What, exactly, is the issue? i seem to have lost track. Appears that sda5 is mounted on /home/ from here. i'm a little worried there isn't a lost+found directory in /home/lost+found.

Did you fix the permissions using the example provided?

TheFu
April 1st, 2020, 01:34 AM
Do you mean where did I move the default files in /home after clean reinstall? I didn't touch them. They were empty directories, same as what I see under /home/keizen now.

They aren't empty. There are some .dotfiles and .dotdirs in there. Don't trust any GUi. They lie. Use ls -a to see what's in any directory.

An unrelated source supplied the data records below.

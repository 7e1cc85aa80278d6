//! Dense node-to-node distance matrix.

use crate::models::{Node, NodeId};

/// Distances between every pair of nodes, indexed by [`NodeId`] and stored
/// row by row.
///
/// The O(1) insertion formulas of the cost delegates assume the triangle
/// inequality; [`satisfies_triangle_inequality`](Self::satisfies_triangle_inequality)
/// checks it for hand-written matrices.
///
/// # Examples
///
/// ```
/// use u_route_cost::models::Node;
/// use u_route_cost::distance::DistanceMatrix;
///
/// let nodes = vec![
///     Node::depot(0, 0.0, 0.0),
///     Node::depot(1, 0.0, 0.0),
///     Node::new(2, 3.0, 4.0, 5.0),
/// ];
/// let dm = DistanceMatrix::from_nodes(&nodes);
/// assert!((dm.get(0, 2) - 5.0).abs() < 1e-10);
/// assert_eq!(dm.max_distance(), 5.0);
/// assert!(dm.satisfies_triangle_inequality(1e-9));
/// ```
#[derive(Debug, Clone, PartialEq)]
pub struct DistanceMatrix {
    data: Vec<f64>,
    size: usize,
}

impl DistanceMatrix {
    /// A matrix for `size` nodes with every distance set to zero.
    pub fn new(size: usize) -> Self {
        Self {
            data: vec![0.0; size * size],
            size,
        }
    }

    /// Euclidean distances between node coordinates. Node `i` of the slice
    /// gets row and column `i`.
    pub fn from_nodes(nodes: &[Node]) -> Self {
        let mut dm = Self::new(nodes.len());
        for (i, a) in nodes.iter().enumerate() {
            for (j, b) in nodes.iter().enumerate().skip(i + 1) {
                let d = a.distance_to(b);
                dm.set(i, j, d);
                dm.set(j, i, d);
            }
        }
        dm
    }

    /// A matrix from `size * size` row-major distances.
    ///
    /// Returns `None` if the length does not match or a distance is negative
    /// or not finite.
    pub fn from_data(size: usize, data: Vec<f64>) -> Option<Self> {
        let valid = data.len() == size * size && data.iter().all(|d| d.is_finite() && *d >= 0.0);
        valid.then_some(Self { data, size })
    }

    /// Distance from `from` to `to`.
    ///
    /// # Panics
    ///
    /// Panics if either node is out of bounds.
    pub fn get(&self, from: NodeId, to: NodeId) -> f64 {
        self.data[from * self.size + to]
    }

    /// Overrides the distance from `from` to `to`.
    ///
    /// # Panics
    ///
    /// Panics if either node is out of bounds.
    pub fn set(&mut self, from: NodeId, to: NodeId, distance: f64) {
        self.data[from * self.size + to] = distance;
    }

    /// Number of nodes covered.
    pub fn size(&self) -> usize {
        self.size
    }

    /// Largest distance in the matrix, 0 when empty.
    pub fn max_distance(&self) -> f64 {
        self.data.iter().copied().fold(0.0, f64::max)
    }

    /// Returns `true` if `get(i, j)` and `get(j, i)` differ by at most `tol`
    /// for every pair.
    pub fn is_symmetric(&self, tol: f64) -> bool {
        (0..self.size).all(|i| {
            (i + 1..self.size).all(|j| (self.get(i, j) - self.get(j, i)).abs() <= tol)
        })
    }

    /// Returns `true` if no detour through a third node is shorter than the
    /// direct distance by more than `tol`.
    pub fn satisfies_triangle_inequality(&self, tol: f64) -> bool {
        let n = self.size;
        (0..n).all(|i| {
            (0..n).all(|j| {
                (0..n).all(|k| self.get(i, j) <= self.get(i, k) + self.get(k, j) + tol)
            })
        })
    }
}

To find missing files, use ls -alR and du -h * to see where stuff is. To see .dotfiles/.dotdirs, we need to use careful regex patterns. du -sh ~/.[a-Z]* will show most of them.

qianian2
April 1st, 2020, 04:32 AM
If possible, I want to recover the contents of my home partition. It was mounted at /media/username by default and I used fstab to mount it at /home. If recovery is impossible, I want to know what I did to lose them. Thanks for any help.

du -sh ~/.[a-Z]*

4.0K /home/keizen/.bash_history427M /home/keizen/.cache
564M /home/keizen/.config
4.0K /home/keizen/.gconf
16K /home/keizen/.gnupg
4.0K /home/keizen/.ICEauthority
1.6M /home/keizen/.local
21M /home/keizen/.mozilla
76K /home/keizen/.pki
4.0K /home/keizen/.ssh
0 /home/keizen/.sudo_as_admin_successful
2.4M /home/keizen/.zoom




I used chmod again to get the following permissions, but there is still no lost + found.


/home$ ls -alFtotal 12
drwxr-xr-x 3 keizen keizen 4096 Mar 30 17:48 ./
drwxr-xr-x 24 root root 4096 Mar 30 13:11 ../
drwxr-xr-x 19 keizen keizen 4096 Mar 31 09:40 keizen/

TheFu
April 1st, 2020, 04:47 AM
If possible, I want to recover the contents of my home partition. It was mounted at /media/username by default and I used fstab to mount it at /home. If recovery is impossible, I want to know what I did to lose them. Thanks for any help.

Ah .... appears the error was that the HOME directory was mounted too high.

Needed ....
/media/thefu ----> /home/thefu
but it appears this was done:
/media/thefu ----> /home
OR
mkdir /media/home ; mv /media/thefu /media/home/thefu
then mount it.

I’m just guessing there. Does that seem like what happened? No idea what may have happened to the old files. They should have been in /home/ somewhere. Nothing automatic would delete them to my knowledge.

qianian2
April 1st, 2020, 04:40 PM
That's exactly what happened, thank you for explaining. So confusing -- I see /home/keizen but as we saw this is all that's in /home. Any possibility re-mounting it could give access to those contents?


keizen@Stonau:~$ ls -al ..total 12
drwxr-xr-x 3 keizen keizen 4096 Mar 30 17:48 .
drwxr-xr-x 24 root root 4096 Mar 30 13:11 ..
drwxr-xr-x 19 keizen keizen 4096 Apr 1 08:32 keizen

TheFu
April 1st, 2020, 05:06 PM
Can't hurt to try.

qianian2
April 2nd, 2020, 06:20 AM
The output of TestDisk (sorry I only have an image link (https://drive.google.com/open?id=1DJaxXCZpoO_3eQ-dj7YdKvI-AUviHnID)) identifies two partitions that can't be recovered. They are identical in size (429786944) but the Start and End are off by 8 each. Does that mean there are two indices and can I recover my files?

Additionally TestDisk says The harddisk seems too small! Check the harddisk size: HD jumper settings, BIOS detection...

Is it possible mounting to /home without deleting the directories there by default caused my desired content to be hidden under the default ones? Any help is appreciated. Also should I clean up this post and re-post?

TheFu
April 2nd, 2020, 12:29 PM
i don't use testdisk. i have "backups" instead, which seem to cause many fewer problems and less prayer is needed.
For dealing with file systems, sometimes it is easiest to boot from a "Try Ubuntu" flash installer and choose "Try Ubuntu" to look at the storage when it isn't actively being used by the running OS.